#### Work instructions
Your answer must consist of exactly the lines below, starting with the line with "use std::sync::Arc;" and going on through the line with "pub struct EncodeArgs", and nothing else.
*** Data listing ***
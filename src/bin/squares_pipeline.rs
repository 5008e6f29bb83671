use std::io;
use std::process::ExitCode;

use squares_pipeline::{logging, PipelineRunner};
use tracing::debug;

fn main() -> ExitCode {
    logging::init();

    let runner = PipelineRunner::default();
    let stdout = io::stdout();
    match runner.run(&mut stdout.lock()) {
        Ok(()) => ExitCode::SUCCESS,
        Err(e) => {
            debug!(error = ?e, "pipeline aborted");
            eprintln!("squares_pipeline: {}", e);
            ExitCode::FAILURE
        }
    }
}
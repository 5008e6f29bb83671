//! Lazy, restartable views.
//!
//! A view stores a re-iterable source (anything `IntoIterator + Clone`, e.g.
//! `slice.iter().copied()`, an array, or a reference to another view) and a
//! closure. Nothing is computed until the view is iterated, and iterating
//! borrows the view, so the same view can be walked any number of times.
//! Views never cache: every pass re-runs the closure on every element.

use std::iter;

// ============================================================================
// Transform (map)
// ============================================================================

/// The i-th element is `f(source[i])`.
#[derive(Clone)]
#[must_use = "views are lazy and do nothing unless iterated"]
pub struct Transform<S, F> {
    source: S,
    f: F,
}

impl<S, F> Transform<S, F> {
    pub fn new(source: S, f: F) -> Self {
        Self { source, f }
    }
}

impl<S, F, U> Transform<S, F>
where
    S: IntoIterator + Clone,
    F: Fn(S::Item) -> U,
{
    pub fn iter(&self) -> iter::Map<S::IntoIter, &F> {
        self.source.clone().into_iter().map(&self.f)
    }
}

impl<'a, S, F, U> IntoIterator for &'a Transform<S, F>
where
    S: IntoIterator + Clone,
    F: Fn(S::Item) -> U,
{
    type Item = U;
    type IntoIter = iter::Map<S::IntoIter, &'a F>;

    fn into_iter(self) -> Self::IntoIter {
        self.iter()
    }
}

// ============================================================================
// Filter
// ============================================================================

/// The elements of `source` for which `predicate` holds, in source order.
#[derive(Clone)]
#[must_use = "views are lazy and do nothing unless iterated"]
pub struct Filter<S, P> {
    source: S,
    predicate: P,
}

impl<S, P> Filter<S, P> {
    pub fn new(source: S, predicate: P) -> Self {
        Self { source, predicate }
    }
}

impl<S, P> Filter<S, P>
where
    S: IntoIterator + Clone,
    P: Fn(&S::Item) -> bool,
{
    pub fn iter(&self) -> iter::Filter<S::IntoIter, &P> {
        self.source.clone().into_iter().filter(&self.predicate)
    }
}

impl<'a, S, P> IntoIterator for &'a Filter<S, P>
where
    S: IntoIterator + Clone,
    P: Fn(&S::Item) -> bool,
{
    type Item = S::Item;
    type IntoIter = iter::Filter<S::IntoIter, &'a P>;

    fn into_iter(self) -> Self::IntoIter {
        self.iter()
    }
}

// ============================================================================
// Constructors
// ============================================================================

pub fn transform<S, F, U>(source: S, f: F) -> Transform<S, F>
where
    S: IntoIterator + Clone,
    F: Fn(S::Item) -> U,
{
    Transform::new(source, f)
}

pub fn filter<S, P>(source: S, predicate: P) -> Filter<S, P>
where
    S: IntoIterator + Clone,
    P: Fn(&S::Item) -> bool,
{
    Filter::new(source, predicate)
}

/// Left-to-right composition for any re-iterable source.
///
/// ```
/// use squares_pipeline::numeric::{is_even, square};
/// use squares_pipeline::view::ViewExt;
///
/// let numbers = [1, 2, 3, 4, 5];
/// let squared = numbers.transform(square);
/// let even = (&squared).keep(|n: &i32| is_even(*n));
///
/// assert_eq!(squared.iter().collect::<Vec<_>>(), [1, 4, 9, 16, 25]);
/// assert_eq!(even.iter().collect::<Vec<_>>(), [4, 16]);
/// ```
pub trait ViewExt: IntoIterator + Clone + Sized {
    fn transform<F, U>(self, f: F) -> Transform<Self, F>
    where
        F: Fn(Self::Item) -> U,
    {
        Transform::new(self, f)
    }

    fn keep<P>(self, predicate: P) -> Filter<Self, P>
    where
        P: Fn(&Self::Item) -> bool,
    {
        Filter::new(self, predicate)
    }
}

impl<S: IntoIterator + Clone> ViewExt for S {}
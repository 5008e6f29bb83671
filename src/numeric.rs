//! Numeric trait bounds for the pipeline stages.
//!
//! `Number` admits every primitive integer and float, nothing else. Passing a
//! `String` or a user struct to [`square`] fails to type-check.

use std::fmt::{Debug, Display};
use std::ops::{Mul, Rem};

// ============================================================================
// Bounds
// ============================================================================

mod sealed {
    pub trait Sealed {}
}

/// An arithmetic primitive that can be multiplied by itself.
pub trait Number: sealed::Sealed + Copy + PartialEq + Debug + Display + Mul<Output = Self> {}

/// An integral `Number`, the only kind with a parity.
pub trait Integer: Number + Rem<Output = Self> {
    const ZERO: Self;
    const TWO: Self;
}

macro_rules! impl_number {
    ($($t:ty),*) => {
        $(
            impl sealed::Sealed for $t {}
            impl Number for $t {}
        )*
    };
}

macro_rules! impl_integer {
    ($($t:ty),*) => {
        $(
            impl Integer for $t {
                const ZERO: Self = 0;
                const TWO: Self = 2;
            }
        )*
    };
}

impl_number!(i8, i16, i32, i64, i128, isize, u8, u16, u32, u64, u128, usize, f32, f64);
impl_integer!(i8, i16, i32, i64, i128, isize, u8, u16, u32, u64, u128, usize);

// ============================================================================
// Operations
// ============================================================================

/// Returns `x * x`. Overflow follows the host type's arithmetic rules.
///
/// ```
/// use squares_pipeline::numeric::square;
///
/// assert_eq!(square(7u16), 49);
/// assert_eq!(square(0.5f32), 0.25);
/// ```
///
/// Non-numeric types are rejected at compile time:
///
/// ```compile_fail
/// use squares_pipeline::numeric::square;
///
/// let _ = square(String::from("ab"));
/// ```
///
/// ```compile_fail
/// use squares_pipeline::numeric::square;
/// use std::time::Duration;
///
/// // `Duration` is not a `Number`.
/// let _ = square(Duration::from_secs(2));
/// ```
pub fn square<T: Number>(x: T) -> T {
    x * x
}

/// ```
/// use squares_pipeline::numeric::is_even;
///
/// assert!(is_even(16u8));
/// assert!(!is_even(-9i64));
/// ```
///
/// Floats have no parity:
///
/// ```compile_fail
/// use squares_pipeline::numeric::is_even;
///
/// let _ = is_even(2.0f64);
/// ```
pub fn is_even<T: Integer>(x: T) -> bool {
    x % T::TWO == T::ZERO
}
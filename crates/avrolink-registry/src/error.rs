//! Error types for registry operations.

use thiserror::Error;

/// Result type alias using [`RegistryError`] as the error type.
pub type Result<T> = std::result::Result<T, RegistryError>;

/// Errors that can occur during registry operations.
///
/// Nothing here is retried by the client. Every variant is handed back to the
/// caller, and the caches are left untouched.
#[derive(Debug, Error)]
pub enum RegistryError {
    /// The registry could not be reached (connection, DNS or timeout).
    #[error("Failed to reach registry at {url}: {message}")]
    Transport {
        /// Request URL.
        url: String,
        /// Error message.
        message: String,
        /// Whether the request hit the configured timeout.
        timed_out: bool,
        /// Underlying HTTP error, if any.
        #[source]
        source: Option<reqwest::Error>,
    },

    /// The registry answered with a non-success status.
    ///
    /// `code` and `message` come from the registry's error body when it
    /// parses, otherwise from the HTTP status.
    #[error("Registry error {code}: {message}")]
    Registry {
        /// HTTP status code.
        status: u16,
        /// Registry error code (e.g. `40403`), or the HTTP status.
        code: i32,
        /// Error message.
        message: String,
    },

    /// The registry returned schema text that does not compile.
    #[error("Failed to compile schema: {source}")]
    Compile {
        /// Underlying codec error.
        #[source]
        source: avrolink_core::Error,
    },

    /// A response body was not the expected JSON.
    #[error("JSON error: {source}")]
    Serialization {
        /// Underlying error.
        #[source]
        source: serde_json::Error,
    },

    /// Invalid registry URL.
    #[error("Invalid URL: {url}")]
    InvalidUrl {
        /// URL string.
        url: String,
    },

    /// Credentials cannot be sent as a header.
    #[error("Invalid credentials: {message}")]
    InvalidCredentials {
        /// Error message.
        message: String,
    },

    /// A record could not be encoded or decoded.
    #[error("Codec error: {source}")]
    Codec {
        /// Underlying codec error.
        #[source]
        source: avrolink_core::Error,
    },

    /// Record bytes are not a valid wire envelope.
    #[error("Envelope error: {source}")]
    Envelope {
        /// Underlying envelope error.
        #[source]
        source: avrolink_core::Error,
    },
}

impl RegistryError {
    /// Returns `true` if the registry reported the resource as missing (HTTP 404).
    #[must_use]
    pub const fn is_not_found(&self) -> bool {
        matches!(self, Self::Registry { status: 404, .. })
    }

    /// Returns `true` if the registry could not be reached.
    #[must_use]
    pub const fn is_transport(&self) -> bool {
        matches!(self, Self::Transport { .. })
    }

    /// Returns `true` if the request hit the configured timeout.
    #[must_use]
    pub const fn is_timeout(&self) -> bool {
        matches!(self, Self::Transport { timed_out: true, .. })
    }
}

impl From<reqwest::Error> for RegistryError {
    fn from(err: reqwest::Error) -> Self {
        Self::Transport {
            url: err
                .url()
                .map_or_else(|| "unknown".to_string(), ToString::to_string),
            message: err.to_string(),
            timed_out: err.is_timeout(),
            source: Some(err),
        }
    }
}

impl From<serde_json::Error> for RegistryError {
    fn from(err: serde_json::Error) -> Self {
        Self::Serialization { source: err }
    }
}
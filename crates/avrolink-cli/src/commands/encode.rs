//! Encode command implementation.
//!
//! Registers the writer schema (if needed), encodes a JSON record and prints
//! the enveloped bytes as hex.

use std::path::PathBuf;
use std::sync::Arc;

use anyhow::{Context, Result};
use clap::Args;
use tracing::info;

use avrolink_registry::RecordSerializer;

use super::register::read_schema;
use super::RegistryArgs;

/// Arguments for the encode command.
#[derive(Args, Debug)]
pub struct EncodeArgs {
    /// Subject the writer schema is registered under
    #[arg(short, long)]
    pub subject: String,

    /// Path to the Avro writer schema file (`.avsc`)
    #[arg(long)]
    pub schema: PathBuf,

    /// Record as inline JSON, or `@path` to read it from a file
    #[arg(long)]
    pub record: String,

    #[command(flatten)]
    pub registry: RegistryArgs,
}

/// Runs the encode command.
///
/// # Errors
///
/// Returns an error if the schema or record cannot be loaded, the record does
/// not match the schema, or the registry call fails.
pub async fn run(args: &EncodeArgs) -> Result<()> {
    let codec = read_schema(&args.schema)?;
    let record = load_record(&args.record)?;

    let client = Arc::new(args.registry.client()?);
    let serializer = RecordSerializer::new(client, &args.subject, codec.schema_text())
        .context("Failed to create serializer")?;

    let bytes = serializer
        .serialize_json(&record)
        .await
        .with_context(|| format!("Failed to encode record for '{}'", args.subject))?;

    info!(subject = %args.subject, bytes = bytes.len(), "Encoded record");
    println!("{}", hex::encode(bytes));
    Ok(())
}

/// Parses a record argument: inline JSON, or `@path` for a JSON file.
fn load_record(arg: &str) -> Result<serde_json::Value> {
    let text = match arg.strip_prefix('@') {
        Some(path) => std::fs::read_to_string(path)
            .with_context(|| format!("Failed to read record file {path}"))?,
        None => arg.to_string(),
    };
    serde_json::from_str(&text).context("Record is not valid JSON")
}
//! Avrolink CLI - Command-line interface for Schema Registry workflows.

use anyhow::Result;
use clap::Parser;
use tracing_subscriber::{layer::SubscriberExt, util::SubscriberInitExt};

mod commands;

use commands::{Cli, Commands};

#[tokio::main]
async fn main() -> Result<()> {
    // Initialize tracing
    tracing_subscriber::registry()
        .with(
            tracing_subscriber::EnvFilter::try_from_default_env()
                .unwrap_or_else(|_| "avrolink=info".into()),
        )
        .with(tracing_subscriber::fmt::layer().with_writer(std::io::stderr))
        .init();

    let cli = Cli::parse();

    match cli.command {
        Commands::Schema(args) => commands::schema::run(&args).await,
        Commands::Register(args) => commands::register::run(&args).await,
        Commands::Encode(args) => commands::encode::run(&args).await,
        Commands::Decode(args) => commands::decode::run(&args).await,
        Commands::Version => {
            println!("avrolink {}", env!("CARGO_PKG_VERSION"));
            Ok(())
        }
    }
}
*** End of Data listing ***
#### Response to this task
use std::sync::Arc;

use anyhow::{Context, Result};
use clap::Args;
use tracing::info;

use avrolink_registry::RecordSerializer;

use super::register::read_schema;
use super::RegistryArgs;

/// Arguments for the encode command.
#[derive(Args, Debug)]
pub struct EncodeArgs {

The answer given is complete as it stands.